-- Work request --
Scan the entries for lines with the word "into", then copy those lines.

(Data for this task Opens)

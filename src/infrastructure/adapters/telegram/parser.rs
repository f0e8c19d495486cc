//! Message parser - Normalizes native Telegram messages into domain messages

use chrono::{DateTime, Utc};

use super::types;
use crate::domain::entities::{Identity, Message};

/// Parses native messages relative to our own identity
#[derive(Debug, Clone)]
pub struct MessageParser {
    identity: Identity,
}

impl MessageParser {
    pub fn new(identity: Identity) -> Self {
        Self { identity }
    }

    pub fn identity(&self) -> &Identity {
        &self.identity
    }

    /// Only an explicit group-creation marker counts as a group at parse time.
    /// Groups that existed before we joined are classified as DMs.
    pub fn is_dm(message: &types::Message) -> bool {
        !message.group_chat_created
    }

    fn is_me(&self, user: &types::User) -> bool {
        user.id.to_string() == self.identity.id
    }

    /// The replied-to message, if it is one of ours
    fn replied_to_me<'a>(&self, message: &'a types::Message) -> Option<&'a types::Message> {
        message
            .reply_to_message
            .as_deref()
            .filter(|reply| reply.from.as_ref().is_some_and(|from| self.is_me(from)))
    }

    pub fn is_replied(&self, message: &types::Message) -> bool {
        self.replied_to_me(message).is_some()
    }

    pub fn is_mentioned(&self, message: &types::Message) -> bool {
        let text = message.text.as_deref().unwrap_or_default();
        message.entities.iter()
            .filter(|entity| entity.is_mention())
            .any(|entity| match &entity.user {
                Some(user) => self.is_me(user),
                None => entity.kind == "mention"
                    && entity.text_in(text).is_some_and(|handle| self.identity.is_handle(&handle)),
            })
    }

    /// Convert a native message into a domain message
    pub fn parse(&self, message: &types::Message) -> Message {
        let date = DateTime::<Utc>::from_timestamp(message.date, 0).unwrap_or_else(Utc::now);

        let parsed = Message::new(message.chat.id.to_string(), message.text.clone().unwrap_or_default())
            .with_username(message.from.as_ref().and_then(|u| u.username.clone()))
            .with_date(date)
            .with_dm(Self::is_dm(message))
            .with_mention(self.is_mentioned(message));

        match self.replied_to_me(message) {
            Some(reply) => parsed.with_reply(
                reply.from.as_ref().and_then(|u| u.username.clone()).unwrap_or_default(),
                reply.text.clone().unwrap_or_default(),
            ),
            None => parsed,
        }
    }
}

(Data for this task Closes)

-- Response --
//! Message parser - Normalizes native Telegram messages into domain messages
    /// Convert a native message into a domain message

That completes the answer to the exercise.